Back to all posts
·5 min read

Async/Await Error Handling Done Right

Stop wrapping everything in try-catch. Learn practical, clean patterns for handling errors in async JavaScript code.

YB
Yogesh Bhardwaj
March 5, 2026

Async/Await Error Handling Done Right

If you've been writing async JavaScript for any amount of time, you've probably ended up with code that looks like this:

async function loadDashboard() {
  try {
    const user = await fetchUser();
    try {
      const posts = await fetchPosts(user.id);
      try {
        const comments = await fetchComments(posts[0].id);
        return { user, posts, comments };
      } catch (e) {
        console.error("Failed to load comments", e);
      }
    } catch (e) {
      console.error("Failed to load posts", e);
    }
  } catch (e) {
    console.error("Failed to load user", e);
  }
}

Nested try-catch blocks everywhere. It works, but it's hard to read, hard to maintain, and violates the very reason we moved to async/await — to write async code that looks synchronous and clean.

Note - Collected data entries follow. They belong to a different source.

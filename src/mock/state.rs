//! Mock Scheduler State Management
//!
//! Holds devices, device types, jobs and results for the mock scheduler.

use std::collections::{BTreeMap, HashMap};

use chrono::Utc;
use lava_protocol::{
    Device, DeviceSummary, JobDefinition, JobId, JobListing, JobStatus, TestCase, ValidationIssue,
};

/// A job held by the mock scheduler
#[derive(Debug, Clone)]
pub struct MockJob {
    pub status: JobStatus,
    pub definition: JobDefinition,
}

impl MockJob {
    /// Create a new job in the "Submitted" state
    pub fn new(id: JobId, definition: JobDefinition) -> Self {
        let status = JobStatus {
            id,
            description: definition.job_name.clone(),
            device_type: definition.device_type.clone(),
            state: "Submitted".to_string(),
            health: "Unknown".to_string(),
            submit_time: Some(Utc::now()),
            pipeline: true,
            tags: definition.tags.clone(),
            visibility: definition.visibility.clone(),
            submitter: "mock".to_string(),
            ..Default::default()
        };
        Self { status, definition }
    }

    /// Row for the job list
    pub fn listing(&self) -> JobListing {
        JobListing {
            id: self.status.id,
            description: self.status.description.clone(),
            device_type: self.status.device_type.clone(),
            health: self.status.health.clone(),
            state: self.status.state.clone(),
            submitter: self.status.submitter.clone(),
        }
    }
}

/// Mock scheduler state container
#[derive(Debug, Default)]
pub struct MockState {
    /// Device list in scheduler order
    pub devices: Vec<DeviceSummary>,
    /// Device details by hostname
    pub details: HashMap<String, Device>,
    /// Device tags by hostname
    pub tags: HashMap<String, Vec<String>>,
    /// Device-type templates by type name
    pub templates: HashMap<String, String>,
    /// Jobs by id
    pub jobs: BTreeMap<JobId, MockJob>,
    /// Results by job id
    pub results: HashMap<JobId, Vec<TestCase>>,
    /// Issues reported by the next validate calls
    pub validation_issues: Vec<ValidationIssue>,
    /// Last issued job id
    last_job_id: JobId,
}

impl MockState {
    /// Create a new empty state
    pub fn new() -> Self {
        Self::default()
    }

    /// Generate the next job id
    pub fn next_job_id(&mut self) -> JobId {
        self.last_job_id += 1;
        self.last_job_id
    }

    /// Add (or replace) a device along with its tags
    pub fn add_device(&mut self, summary: DeviceSummary, tags: Vec<String>) {
        let detail = Device {
            hostname: summary.hostname.clone(),
            device_type: summary.device_type.clone(),
            description: format!("{} device", summary.device_type),
            worker: "mock-worker".to_string(),
            tags: tags.clone(),
            state: summary.state.clone(),
            health: summary.health.clone(),
            current_job: summary.current_job,
            pipeline: summary.pipeline,
            ..Default::default()
        };

        self.tags.insert(summary.hostname.clone(), tags);
        self.details.insert(summary.hostname.clone(), detail);

        match self
            .devices
            .iter_mut()
            .find(|d| d.hostname == summary.hostname)
        {
            Some(existing) => *existing = summary,
            None => self.devices.push(summary),
        }
    }

    /// Remove a device entirely
    pub fn remove_device(&mut self, hostname: &str) -> bool {
        let before = self.devices.len();
        self.devices.retain(|d| d.hostname != hostname);
        self.details.remove(hostname);
        self.tags.remove(hostname);
        self.devices.len() != before
    }

    /// Update the health of a device in both list and detail views
    pub fn set_health(&mut self, hostname: &str, health: &str) -> bool {
        let mut found = false;
        if let Some(summary) = self.devices.iter_mut().find(|d| d.hostname == hostname) {
            summary.health = health.to_string();
            found = true;
        }
        if let Some(detail) = self.details.get_mut(hostname) {
            detail.health = health.to_string();
        }
        found
    }
}
//! Test result records.

use serde::{Deserialize, Serialize};

/// One test case result of a job.
#[derive(Debug, Clone, Default, PartialEq, Eq, Serialize, Deserialize)]
pub struct TestCase {
    #[serde(default)]
    pub id: String,
    #[serde(default)]
    pub name: String,
    /// "pass", "fail", "skip", "unknown".
    #[serde(default)]
    pub result: String,
    #[serde(default)]
    pub job: String,
    #[serde(default)]
    pub suite: String,
    #[serde(default)]
    pub level: String,
    #[serde(default)]
    pub url: String,
    #[serde(default)]
    pub measurement: String,
    #[serde(default)]
    pub logged: String,
    #[serde(default)]
    pub log_start_line: String,
    #[serde(default)]
    pub log_end_line: String,
    #[serde(default)]
    pub metadata: TestCaseMetadata,
}

impl TestCase {
    pub fn passed(&self) -> bool {
        self.result.eq_ignore_ascii_case("pass")
    }
}

#[derive(Debug, Clone, Default, PartialEq, Eq, Serialize, Deserialize)]
pub struct TestCaseMetadata {
    #[serde(default)]
    pub case: String,
    #[serde(default)]
    pub definition: String,
    #[serde(default)]
    pub duration: String,
    #[serde(default)]
    pub level: String,
    #[serde(default)]
    pub namespace: String,
    #[serde(default)]
    pub result: String,
    #[serde(default)]
    pub uuid: String,
    #[serde(default)]
    pub revision: String,
    #[serde(default)]
    pub repository: String,
    #[serde(default)]
    pub commit_id: String,
    #[serde(default)]
    pub path: String,
}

Let's look at better approaches.

The Tuple Pattern

Inspired by Go's error handling, you can wrap async calls to return [error, data] tuples:

async function to(promise) {
  try {
    const data = await promise;
    return [null, data];
  } catch (error) {
    return [error, null];
  }
}

Now your code reads linearly:

async function loadDashboard() {
  const [userErr, user] = await to(fetchUser());
  if (userErr) return handleError("user", userErr);

  const [postsErr, posts] = await to(fetchPosts(user.id));
  if (postsErr) return handleError("posts", postsErr);

  const [commentsErr, comments] = await to(fetchComments(posts[0].id));
  if (commentsErr) return handleError("comments", commentsErr);

  return { user, posts, comments };
}

Each error is handled inline, no nesting, and you can decide per-call whether an error is fatal or recoverable.

The Result Type

Taking the tuple pattern further, you can create a more structured Result type:

class Result {
  #value;
  #error;

  constructor(value, error) {
    this.#value = value;
    this.#error = error;
  }

  static ok(value) {
    return new Result(value, null);
  }

  static fail(error) {
    return new Result(null, error);
  }

  get isOk() {
    return this.#error === null;
  }

  unwrap() {
    if (this.#error) throw this.#error;
    return this.#value;
  }

  unwrapOr(fallback) {
    return this.isOk ? this.#value : fallback;
  }
}

This gives you a richer API for handling results:

const result = await fetchUser().then(Result.ok).catch(Result.fail);

const user = result.unwrapOr({ name: "Guest", role: "anonymous" });

Centralized Error Boundaries

For operations that share the same error handling logic, a single try-catch at the right level is perfectly fine:

async function loadDashboard() {
  const user = await fetchUser();
  const posts = await fetchPosts(user.id);
  const comments = await fetchComments(posts[0].id);
  return { user, posts, comments };
}

// Called from a higher level with a single error boundary
try {
  const dashboard = await loadDashboard();
  render(dashboard);
} catch (error) {
  showErrorPage(error);
}

This works well when:

  • All errors in a sequence should be handled the same way
  • You want to fail fast on any error
  • The caller is responsible for error presentation

Promise.allSettled for Parallel Operations

When running operations in parallel where some can fail independently:

async function loadPageData() {
  const results = await Promise.allSettled([
    fetchUser(),
    fetchNotifications(),
    fetchRecommendations(),
  ]);

  return {
    user: results[0].status === "fulfilled" ? results[0].value : null,
    notifications: results[1].status === "fulfilled" ? results[1].value : [],
    recommendations: results[2].status === "fulfilled" ? results[2].value : [],
  };
}

The page still loads even if notifications or recommendations fail. Only the user data might be truly critical.

Choosing the Right Pattern

ScenarioPattern
Different handling per callTuple pattern
Rich error/success modelingResult type
Same handling for all errorsSingle try-catch
Parallel independent operationsPromise.allSettled
Fire-and-forget operations.catch() on the promise

The Bottom Line

Error handling in async code doesn't have to be ugly. Choose a pattern that fits your use case, stay consistent across your codebase, and always think about what the user should experience when something goes wrong — not just what the developer console should show.